Monday, 28 September 2009

Conferences, Enron, Double Pregnancies and The Godfather

Off to the Labour Party conference in Brighton this week in a working capacity. I'm looking forward to it, purely because I can sense many of the attendees will be going into alcoholic/painkiller/prescription drug meltdown. Also I hear Brighton is quite the place if you have a penchant for crap roller coasters, burnt Edwardian piers, Fat Boy Slim , gentrified coastal housing and rainbow flags wink wink, nudge nudge! I don't like any of these things so will stick to reading Wired indoors and drinking gin cocktails.
Wired is a fantastic magazine that is rapidly garnering an avid readership. Perhaps because it is so prescient it has recently entered the top three on my list of favorite mags (When Saturday Comes and Private Eye are one and two respectively) though this is nothing to get worked up about as I tend to change my allegiance to particular newsprint publications on a bi-monthly basis. Anyway Wired first piqued my attention because it appeared to discuss all those important things that the Economist mumbles on about; technology, science, business and culture, in a way that seemed genuinely innovative and involving. The fact that it is generally thought provoking and enlightening, even when the topics it tends to discuss (DNA manipulation, Cern, Twitter, Green technologies) tend to bore the fuck out of anyone with a vague social life, marks it out as special. It uses all kinds of interesting gizmos, graphs, graphics illustrations and faddy gimmicks to brighten the well written, easily accessible articles, whilst leaving the reader basking in the smug glow of someone who believes that they have actually glimpsed prophetically into the future. I'm looking forward to next month's edition explaining to me exactly how a woman who was already pregnant could subsequently get herself up the duff again only a month later, as some poor American girl was reported to have done last week. Actually really messed up.
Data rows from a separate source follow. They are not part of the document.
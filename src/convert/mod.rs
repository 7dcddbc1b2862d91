// Copyright (c) 2025 ADBC Drivers Contributors
//
// Licensed under the Apache License, Version 2.0 (the "License");
// you may not use this file except in compliance with the License.
// You may obtain a copy of the License at
//
//     http://www.apache.org/licenses/LICENSE-2.0
//
// Unless required by applicable law or agreed to in writing, software
// distributed under the License is distributed on an "AS IS" BASIS,
// WITHOUT WARRANTIES OR CONDITIONS OF ANY KIND, either express or implied.
// See the License for the specific language governing permissions and
// limitations under the License.

//! Type conversion from wire values to native [`Value`]s.
//!
//! A [`Converter`] is built once per column from its type signature, before
//! any row is read, so unsupported types fail fast. Each cell is then decoded
//! with [`Converter::convert`].
//!
//! ## Nesting rules
//!
//! - Arrays nest up to three levels (`array(array(array(T)))`); deeper nesting
//!   is rejected at construction time.
//! - An array whose elements are maps with array values cannot be represented
//!   by the nullable containers and is rejected too.
//! - `row(...)` fields are not typed: cells come back as raw wire values.
//! - `varbinary` is decoded from base64 only at the top level. Nested inside an
//!   array or map it stays a base64 string.

pub mod column;
mod temporal;
pub mod value;

pub use column::ColumnInfo;
pub use value::{
    FromValue, NullMap, NullSlice, NullSlice2, NullSlice3, Value, Zone, ZonedDateTime, ZonedTime,
};

use crate::error::{Error, Result};
use crate::types::protocol::TypeSignature;
use base64::{engine::general_purpose::STANDARD, Engine};
use serde_json::Value as JsonValue;
use std::collections::HashMap;

/// Deepest array nesting with a dedicated container type.
pub const MAX_ARRAY_DEPTH: u8 = 3;

/// Per-column decoder, one variant per wire type family.
#[derive(Debug, Clone, PartialEq)]
pub enum Converter {
    Boolean,
    Integer,
    Float,
    /// Exact decimal, kept as text.
    Decimal,
    String,
    /// `nested` binaries are left base64-encoded.
    Binary { nested: bool },
    Date,
    Time,
    TimeTz,
    Timestamp,
    TimestampTz,
    /// `depth` levels of arrays around `element`.
    Array { element: Box<Converter>, depth: u8 },
    /// String-keyed map, values decoded with the inner converter.
    Map(Box<Converter>),
    Row,
    /// Type of a bare `NULL` literal.
    Unknown,
}

/// Types delivered as plain strings.
const STRING_TYPES: &[&str] = &[
    "varchar",
    "char",
    "json",
    "uuid",
    "ipaddress",
    "interval day to second",
    "interval year to month",
    "geometry",
    "sphericalgeography",
    "bingtile",
];

impl Converter {
    /// Build a converter for a column's type signature.
    pub fn from_signature(signature: &TypeSignature) -> Result<Self> {
        Self::build(signature, false)
    }

    fn build(signature: &TypeSignature, nested: bool) -> Result<Self> {
        let raw_type = signature.raw_type.to_ascii_lowercase();
        let converter = match raw_type.as_str() {
            "boolean" => Converter::Boolean,
            "tinyint" | "smallint" | "integer" | "bigint" => Converter::Integer,
            "real" | "double" => Converter::Float,
            "decimal" => Converter::Decimal,
            "varbinary" => Converter::Binary { nested },
            "date" => Converter::Date,
            "time" => Converter::Time,
            "time with time zone" => Converter::TimeTz,
            "timestamp" => Converter::Timestamp,
            "timestamp with time zone" => Converter::TimestampTz,
            "array" => Self::build_array(signature)?,
            "map" => {
                let value_type = Self::type_argument(signature, 1)?;
                Converter::Map(Box::new(Self::build(value_type, true)?))
            }
            "row" => Converter::Row,
            "unknown" => Converter::Unknown,
            other if STRING_TYPES.contains(&other) => Converter::String,
            other => {
                return Err(Error::decode(
                    "type",
                    format!("unsupported type: {}", other),
                ))
            }
        };
        Ok(converter)
    }

    fn build_array(signature: &TypeSignature) -> Result<Self> {
        let element_type = Self::type_argument(signature, 0)?;
        match Self::build(element_type, true)? {
            Converter::Array { element, depth } => {
                if depth >= MAX_ARRAY_DEPTH {
                    return Err(Error::decode(
                        "type",
                        format!(
                            "arrays nested deeper than {} levels are not supported",
                            MAX_ARRAY_DEPTH
                        ),
                    ));
                }
                Ok(Converter::Array {
                    element,
                    depth: depth + 1,
                })
            }
            Converter::Map(value) if value.contains_array() => Err(Error::decode(
                "type",
                "arrays of maps with array values are not supported",
            )),
            element => Ok(Converter::Array {
                element: Box::new(element),
                depth: 1,
            }),
        }
    }

    fn type_argument(signature: &TypeSignature, position: usize) -> Result<&TypeSignature> {
        signature
            .arguments
            .get(position)
            .and_then(|argument| argument.type_signature())
            .ok_or_else(|| {
                Error::decode(
                    "type",
                    format!(
                        "{} is missing type argument {}",
                        signature.raw_type, position
                    ),
                )
            })
    }

    fn contains_array(&self) -> bool {
        match self {
            Converter::Array { .. } => true,
            Converter::Map(value) => value.contains_array(),
            _ => false,
        }
    }

    /// Label used in decode errors.
    pub fn type_label(&self) -> &'static str {
        match self {
            Converter::Boolean => "boolean",
            Converter::Integer => "integer",
            Converter::Float => "double",
            Converter::Decimal => "decimal",
            Converter::String => "varchar",
            Converter::Binary { .. } => "varbinary",
            Converter::Date => "date",
            Converter::Time => "time",
            Converter::TimeTz => "time with time zone",
            Converter::Timestamp => "timestamp",
            Converter::TimestampTz => "timestamp with time zone",
            Converter::Array { .. } => "array",
            Converter::Map(_) => "map",
            Converter::Row => "row",
            Converter::Unknown => "unknown",
        }
    }

    /// Decode one wire value. Null always yields [`Value::Null`].
    pub fn convert(&self, raw: &JsonValue) -> Result<Value> {
        if raw.is_null() {
            return Ok(Value::Null);
        }
        match self {
            Converter::Boolean => match raw {
                JsonValue::Bool(b) => Ok(Value::Boolean(*b)),
                other => Err(self.unexpected(other)),
            },
            Converter::Integer => self.convert_integer(raw),
            Converter::Float => self.convert_float(raw),
            Converter::Decimal => match raw {
                JsonValue::String(s) => Ok(Value::Decimal(s.clone())),
                JsonValue::Number(n) => Ok(Value::Decimal(n.to_string())),
                other => Err(self.unexpected(other)),
            },
            Converter::String | Converter::Binary { nested: true } => match raw {
                JsonValue::String(s) => Ok(Value::String(s.clone())),
                other => Err(self.unexpected(other)),
            },
            Converter::Binary { nested: false } => {
                let encoded = self.expect_str(raw)?;
                STANDARD
                    .decode(encoded)
                    .map(Value::Binary)
                    .map_err(|e| Error::decode(self.type_label(), e))
            }
            Converter::Date => temporal::parse_date(self.expect_str(raw)?)
                .map(Value::Date)
                .map_err(|e| Error::decode(self.type_label(), e)),
            Converter::Time | Converter::TimeTz => temporal::parse_time(self.expect_str(raw)?)
                .map(Value::Time)
                .map_err(|e| Error::decode(self.type_label(), e)),
            Converter::Timestamp | Converter::TimestampTz => {
                temporal::parse_timestamp(self.expect_str(raw)?)
                    .map(Value::Timestamp)
                    .map_err(|e| Error::decode(self.type_label(), e))
            }
            Converter::Array { element, depth } => Self::convert_array(element, *depth, raw),
            Converter::Map(value_converter) => match raw {
                JsonValue::Object(entries) => {
                    let mut map = HashMap::with_capacity(entries.len());
                    for (key, value) in entries {
                        map.insert(key.clone(), value_converter.convert(value)?);
                    }
                    Ok(Value::Map(map))
                }
                other => Err(self.unexpected(other)),
            },
            Converter::Row => match raw {
                JsonValue::Array(fields) => Ok(Value::Row(fields.clone())),
                other => Err(self.unexpected(other)),
            },
            Converter::Unknown => Err(self.unexpected(raw)),
        }
    }

    fn convert_array(element: &Converter, depth: u8, raw: &JsonValue) -> Result<Value> {
        if raw.is_null() {
            return Ok(Value::Null);
        }
        if depth == 0 {
            return element.convert(raw);
        }
        match raw {
            JsonValue::Array(items) => items
                .iter()
                .map(|item| Self::convert_array(element, depth - 1, item))
                .collect::<Result<Vec<_>>>()
                .map(Value::Array),
            other => Err(Error::decode(
                "array",
                format!("expected {}-level array, got {}", depth, json_kind(other)),
            )),
        }
    }

    fn convert_integer(&self, raw: &JsonValue) -> Result<Value> {
        let parsed = match raw {
            JsonValue::Number(n) => n.as_i64(),
            JsonValue::String(s) => s.parse::<i64>().ok(),
            other => return Err(self.unexpected(other)),
        };
        parsed
            .map(Value::Integer)
            .ok_or_else(|| Error::decode(self.type_label(), format!("invalid integer {}", raw)))
    }

    fn convert_float(&self, raw: &JsonValue) -> Result<Value> {
        let parsed = match raw {
            JsonValue::Number(n) => n.as_f64(),
            JsonValue::String(s) => match s.as_str() {
                "NaN" => Some(f64::NAN),
                "Infinity" => Some(f64::INFINITY),
                "-Infinity" => Some(f64::NEG_INFINITY),
                other => other.parse::<f64>().ok(),
            },
            other => return Err(self.unexpected(other)),
        };
        parsed
            .map(Value::Float)
            .ok_or_else(|| Error::decode(self.type_label(), format!("invalid number {}", raw)))
    }

    fn expect_str<'a>(&self, raw: &'a JsonValue) -> Result<&'a str> {
        raw.as_str().ok_or_else(|| self.unexpected(raw))
    }

    fn unexpected(&self, raw: &JsonValue) -> Error {
        Error::decode(
            self.type_label(),
            format!("cannot convert {} value", json_kind(raw)),
        )
    }
}

fn json_kind(value: &JsonValue) -> &'static str {
    match value {
        JsonValue::Null => "null",
        JsonValue::Bool(_) => "boolean",
        JsonValue::Number(_) => "number",
        JsonValue::String(_) => "string",
        JsonValue::Array(_) => "array",
        JsonValue::Object(_) => "object",
    }
}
Away from staying indoors with a technology magazine, I spent last Saturday watching Lucy Prebble's outstanding second full length play Enron which has sold out it's current run at The Royal Court. Also in attendance was Zachary Quinto (Sylar from Heroes, Spok in the new Star Trek) who I spied drinking a latte in the bar during the interval. Sick stalking! I was really bowled over by the play; a scathing fictionalized study of how hubris and greed transformed a small Texan energy supplier into a bizarre corporation devoid of assets, profits or any tangible direction. All it had was clever accountants and 'ideas.' I think Miss/Mrs Prebble has now become a new literary hero so watch out for a full length fawning dissection of the play over the weekend, along with my inexcusably late reviews of Inglorious and Rachel Getting Married.
On a final note watched The Godfather at the BFI on Sunday, in all its digitally remastered big screen glory. Perfect pace, incredible performances, iconic imagery, epic plot, stunning cinematography and emotional pull, it truly is one of the greatest films ever made.